WHAT THE EXERCISE ASKS>
If a line in the entries below includes "body", pick it out and copy it.

### RECORDS FOR THIS TASK

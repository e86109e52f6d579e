//! Helpers shared by the project commands.

use anyhow::{Context, Result};
use serde::Serialize;
use std::path::Path;
use uigen_core::{ErrorPayload, PreviewConfig};
use uigen_preview::{PreviewSession, PreviewState};

/// Loads a project snapshot file into a fresh session.
///
/// A missing or empty file yields an empty project.
pub async fn open_project(path: &Path, config: PreviewConfig) -> Result<PreviewSession> {
    let snapshot = match tokio::fs::read_to_string(path).await {
        Ok(text) => text,
        Err(e) if e.kind() == std::io::ErrorKind::NotFound => {
            tracing::debug!(path = %path.display(), "project file missing, starting empty");
            String::new()
        }
        Err(e) => {
            return Err(e).with_context(|| format!("failed to read project {}", path.display()));
        }
    };

    PreviewSession::from_snapshot(&snapshot, config)
        .with_context(|| format!("invalid project snapshot {}", path.display()))
}

/// Writes `contents` to `path`, creating parent directories.
pub async fn write_file(path: &Path, contents: &str) -> Result<()> {
    if let Some(parent) = path.parent().filter(|p| !p.as_os_str().is_empty()) {
        tokio::fs::create_dir_all(parent)
            .await
            .with_context(|| format!("failed to create directory {}", parent.display()))?;
    }
    tokio::fs::write(path, contents)
        .await
        .with_context(|| format!("failed to write {}", path.display()))
}

/// Preview outcome as shown in command reports.
#[derive(Debug, Clone, Serialize, PartialEq, Eq)]
pub struct PreviewSummary {
    /// `empty`, `ready`, or `failed`
    pub status: &'static str,
    /// Entry point of the rendered bundle
    pub entry: Option<String>,
    /// Error shown in the preview panel
    pub error: Option<ErrorPayload>,
}

impl PreviewSummary {
    /// Summarizes a preview state.
    #[must_use]
    pub fn from_state(state: &PreviewState) -> Self {
        let entry = if let PreviewState::Ready { entry, .. } = state {
            Some(entry.clone())
        } else {
            None
        };
        Self {
            status: state.status(),
            entry,
            error: state.error().cloned(),
        }
    }
}
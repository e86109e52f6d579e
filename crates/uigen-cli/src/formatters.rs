//! Output formatters for CLI commands.
//!
//! Every command builds a serializable report and hands it to
//! [`format_output`]; the report shape is the same in all three modes.

use anyhow::{Context, Result};
use colored::Colorize;
use serde::Serialize;
use uigen_core::cli::OutputFormat;

/// Formats `data` according to `format`.
///
/// # Errors
///
/// Returns an error if `data` cannot be serialized.
///
/// # Examples
///
/// ```
/// use serde::Serialize;
/// use uigen_cli::formatters::format_output;
/// use uigen_core::cli::OutputFormat;
///
/// #[derive(Serialize)]
/// struct Summary {
///     entry: String,
///     modules: usize,
/// }
///
/// let summary = Summary { entry: "/App.jsx".to_string(), modules: 3 };
/// let output = format_output(&summary, OutputFormat::Text)?;
/// assert_eq!(output, r#"{"entry":"/App.jsx","modules":3}"#);
/// # Ok::<(), anyhow::Error>(())
/// ```
pub fn format_output<T: Serialize>(data: &T, format: OutputFormat) -> Result<String> {
    match format {
        OutputFormat::Json => json::format(data),
        OutputFormat::Text => text::format(data),
        OutputFormat::Pretty => pretty::format(data),
    }
}

/// Formats `data` and writes it to stdout.
pub fn print_output<T: Serialize>(data: &T, format: OutputFormat) -> Result<()> {
    let formatted = format_output(data, format).context("failed to format command output")?;
    println!("{formatted}");
    Ok(())
}

/// JSON output formatting.
pub mod json {
    use super::{Result, Serialize};

    /// Formats data as JSON with 2-space indentation.
    pub fn format<T: Serialize>(data: &T) -> Result<String> {
        Ok(serde_json::to_string_pretty(data)?)
    }

    /// Formats data as single-line JSON.
    pub fn format_compact<T: Serialize>(data: &T) -> Result<String> {
        Ok(serde_json::to_string(data)?)
    }
}

/// Plain text output formatting.
pub mod text {
    use super::{Result, Serialize, json};

    /// Formats data as one line of JSON, for piping into other tools.
    pub fn format<T: Serialize>(data: &T) -> Result<String> {
        json::format_compact(data)
    }
}

/// Colored output for terminals.
pub mod pretty {
    use super::{Colorize, Result, Serialize};
    use serde_json::Value;

    /// Formats data as an indented, colored outline.
    ///
    /// Objects become `key: value` lines, arrays become `- item` lines, and
    /// null fields are left out. Multi-line strings (file views, stacks) are
    /// printed as indented blocks.
    pub fn format<T: Serialize>(data: &T) -> Result<String> {
        let value = serde_json::to_value(data)?;
        let mut out = String::new();
        match &value {
            Value::Object(_) | Value::Array(_) => write_nested(&mut out, &value, 0),
            scalar => out.push_str(&scalar_text(scalar, 0)),
        }
        Ok(out.trim_end().to_string())
    }

    fn write_nested(out: &mut String, value: &Value, indent: usize) {
        let pad = "  ".repeat(indent);
        match value {
            Value::Object(map) => {
                for (key, item) in map.iter().filter(|(_, item)| !item.is_null()) {
                    let label = key.blue().bold();
                    if is_block(item) {
                        out.push_str(&format!("{pad}{label}:\n"));
                        write_nested(out, item, indent + 1);
                    } else {
                        out.push_str(&format!("{pad}{label}: {}\n", scalar_text(item, indent + 1)));
                    }
                }
            }
            Value::Array(items) if items.is_empty() => {
                out.push_str(&format!("{pad}{}\n", "(none)".dimmed()));
            }
            Value::Array(items) => {
                for item in items {
                    if is_block(item) {
                        out.push_str(&format!("{pad}-\n"));
                        write_nested(out, item, indent + 1);
                    } else {
                        out.push_str(&format!("{pad}- {}\n", scalar_text(item, indent + 1)));
                    }
                }
            }
            scalar => out.push_str(&format!("{pad}{}\n", scalar_text(scalar, indent))),
        }
    }

    fn is_block(value: &Value) -> bool {
        match value {
            Value::Object(map) => !map.is_empty(),
            Value::Array(items) => !items.is_empty(),
            _ => false,
        }
    }

    fn scalar_text(value: &Value, indent: usize) -> String {
        match value {
            Value::Null => "null".dimmed().to_string(),
            Value::Bool(true) => "true".green().to_string(),
            Value::Bool(false) => "false".red().to_string(),
            Value::Number(n) => n.to_string().cyan().to_string(),
            Value::String(s) if s.contains('\n') => {
                let pad = "  ".repeat(indent);
                let body: Vec<String> = s.lines().map(|line| format!("{pad}{line}")).collect();
                format!("\n{}", body.join("\n"))
            }
            Value::String(s) => s.green().to_string(),
            Value::Object(_) => "{}".to_string(),
            Value::Array(_) => "[]".to_string(),
        }
    }
}

#[cfg(test)]
mod tests {
    use super::*;

    #[derive(Serialize)]
    struct Report {
        status: String,
        modules: Vec<String>,
        error: Option<String>,
        failures: usize,
    }

    fn report() -> Report {
        Report {
            status: "ready".to_string(),
            modules: vec!["/App.jsx".to_string(), "/Card.jsx".to_string()],
            error: None,
            failures: 0,
        }
    }

    #[test]
    fn test_json_format() {
        let output = format_output(&report(), OutputFormat::Json).unwrap();
        assert!(output.contains("\"status\": \"ready\""));
        assert!(output.contains("\"error\": null"));
        assert!(output.contains('\n'));
    }

    #[test]
    fn test_text_format_is_one_line() {
        let output = format_output(&report(), OutputFormat::Text).unwrap();
        assert!(!output.contains('\n'));
        assert!(output.contains("\"modules\":[\"/App.jsx\",\"/Card.jsx\"]"));
    }

    #[test]
    fn test_pretty_format_outline() {
        colored::control::set_override(false);
        let output = format_output(&report(), OutputFormat::Pretty).unwrap();
        assert!(output.contains("status: ready"));
        assert!(output.contains("modules:\n  - /App.jsx\n  - /Card.jsx"));
        assert!(output.contains("failures: 0"));
        assert!(!output.contains("error"));
    }

    #[test]
    fn test_pretty_format_multiline_string() {
        colored::control::set_override(false);
        let value = serde_json::json!({"result": "1\tone\n2\ttwo"});
        let output = pretty::format(&value).unwrap();
        assert_eq!(output, "result: \n  1\tone\n  2\ttwo");
    }

    #[test]
    fn test_pretty_format_empty_list() {
        colored::control::set_override(false);
        let value = serde_json::json!({"calls": []});
        assert_eq!(pretty::format(&value).unwrap(), "calls: []");
    }
}
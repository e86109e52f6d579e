//! Tool definitions handed to the model provider.
//!
//! Each definition is a name, a description, and a JSON Schema for the
//! arguments, the shape most provider APIs accept for function calling.

use crate::types::{EDITOR_TOOL, MANAGER_TOOL};
use serde::{Deserialize, Serialize};
use serde_json::json;

/// Full definition of a tool including its parameter schema.
#[derive(Debug, Clone, PartialEq, Serialize, Deserialize)]
pub struct ToolDefinition {
    /// Tool name (unique identifier).
    pub name: String,
    /// Human-readable description.
    pub description: String,
    /// JSON Schema for the tool's parameters.
    #[serde(default)]
    pub parameters: serde_json::Value,
}

impl ToolDefinition {
    /// Create a new tool definition.
    #[must_use]
    pub fn new(
        name: impl Into<String>,
        description: impl Into<String>,
        parameters: serde_json::Value,
    ) -> Self {
        Self {
            name: name.into(),
            description: description.into(),
            parameters,
        }
    }
}

/// Definitions of the editor and manager tools, in that order.
///
/// # Examples
///
/// ```
/// use uigen_tools::tool_definitions;
///
/// let tools = tool_definitions();
/// assert_eq!(tools[0].name, "str_replace_editor");
/// assert_eq!(tools[1].name, "file_manager");
/// ```
#[must_use]
pub fn tool_definitions() -> Vec<ToolDefinition> {
    vec![editor_definition(), manager_definition()]
}

fn editor_definition() -> ToolDefinition {
    ToolDefinition::new(
        EDITOR_TOOL,
        "View, create, and edit files in the project. Paths are absolute, \
         rooted at '/'. The entry point is /App.jsx and must default-export a \
         React component. str_replace requires old_str to occur exactly once.",
        json!({
            "type": "object",
            "properties": {
                "command": {
                    "type": "string",
                    "enum": ["view", "create", "str_replace", "insert"],
                    "description": "Operation to perform"
                },
                "path": {
                    "type": "string",
                    "description": "Absolute path of the file or directory, e.g. /components/Button.jsx"
                },
                "content": {
                    "type": "string",
                    "description": "Full file content for create"
                },
                "old_str": {
                    "type": "string",
                    "description": "Exact text to replace; must match exactly one location"
                },
                "new_str": {
                    "type": "string",
                    "description": "Replacement text for str_replace, or text to add for insert"
                },
                "insert_line": {
                    "type": "integer",
                    "minimum": 0,
                    "description": "Line after which new_str is inserted (0 inserts at the top)"
                },
                "view_range": {
                    "type": "array",
                    "items": { "type": "integer" },
                    "minItems": 2,
                    "maxItems": 2,
                    "description": "Optional [start, end] line window for view; end -1 reads to the end"
                }
            },
            "required": ["command", "path"]
        }),
    )
}

fn manager_definition() -> ToolDefinition {
    ToolDefinition::new(
        MANAGER_TOOL,
        "Rename, move, or delete files and directories in the project. \
         Deleting a directory removes everything inside it.",
        json!({
            "type": "object",
            "properties": {
                "command": {
                    "type": "string",
                    "enum": ["rename", "delete"],
                    "description": "Operation to perform"
                },
                "path": {
                    "type": "string",
                    "description": "Absolute path of the file or directory to act on"
                },
                "new_path": {
                    "type": "string",
                    "description": "Destination path for rename"
                }
            },
            "required": ["command", "path"]
        }),
    )
}
//! Benchmarks for single-file transpilation and whole-project bundling.
//!
//! # Run Benchmarks
//!
//! ```bash
//! cargo bench --bench compile
//! ```

use criterion::{BenchmarkId, Criterion, criterion_group, criterion_main};
use std::hint::black_box;
use std::sync::Arc;
use uigen_bundler::{Bundler, TranspileCache, transpile};
use uigen_core::ExternalModules;
use uigen_vfs::{FileSystem, FilesBuilder, VfsPath};

const CARD: &str = r#"import { useState } from 'react';
import { Heart } from 'lucide-react';

interface CardProps {
  title: string;
  likes?: number;
}

export default function Card({ title, likes = 0 }: CardProps) {
  const [count, setCount] = useState<number>(likes);
  return (
    <div className="rounded-lg p-4 shadow">
      <h2 className="text-xl">{title}</h2>
      <button onClick={() => setCount(count + 1)} aria-label="like">
        <Heart size={16} /> {count}
      </button>
    </div>
  );
}
"#;

fn project(card_count: usize) -> FileSystem {
    let imports: String = (0..card_count)
        .map(|i| format!("import Card{i} from './components/Card{i}';\n"))
        .collect();
    let uses: String = (0..card_count)
        .map(|i| format!("      <Card{i} title=\"Card {i}\" />\n"))
        .collect();
    let mut builder = FilesBuilder::new().add_file(
        "/App.jsx",
        format!("{imports}\nexport default function App() {{\n  return (\n    <main>\n{uses}    </main>\n  );\n}}\n"),
    );
    for i in 0..card_count {
        builder = builder.add_file(format!("/components/Card{i}.tsx"), CARD);
    }
    builder.build().unwrap()
}

fn bench_transpile(c: &mut Criterion) {
    let path = VfsPath::new("/components/Card.tsx").unwrap();
    c.bench_function("transpile_tsx_component", |b| {
        b.iter(|| black_box(transpile(&path, black_box(CARD)).unwrap()));
    });
}

fn bench_bundle(c: &mut Criterion) {
    let mut group = c.benchmark_group("bundle");

    for card_count in [1, 10, 50] {
        let fs = project(card_count);
        let cold = Bundler::new(ExternalModules::default());
        let warm = Bundler::new(ExternalModules::default())
            .with_cache(Arc::new(TranspileCache::new(card_count + 1)));

        group.bench_with_input(BenchmarkId::new("uncached", card_count), &fs, |b, fs| {
            b.iter(|| black_box(cold.bundle(fs).unwrap()));
        });
        group.bench_with_input(BenchmarkId::new("cached", card_count), &fs, |b, fs| {
            b.iter(|| black_box(warm.bundle(fs).unwrap()));
        });
    }

    group.finish();
}

criterion_group!(benches, bench_transpile, bench_bundle);
criterion_main!(benches);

######

TASK RESPONSE>
                let body: Vec<String> = s.lines().map(|line| format!("{pad}{line}")).collect();
                format!("\n{}", body.join("\n"))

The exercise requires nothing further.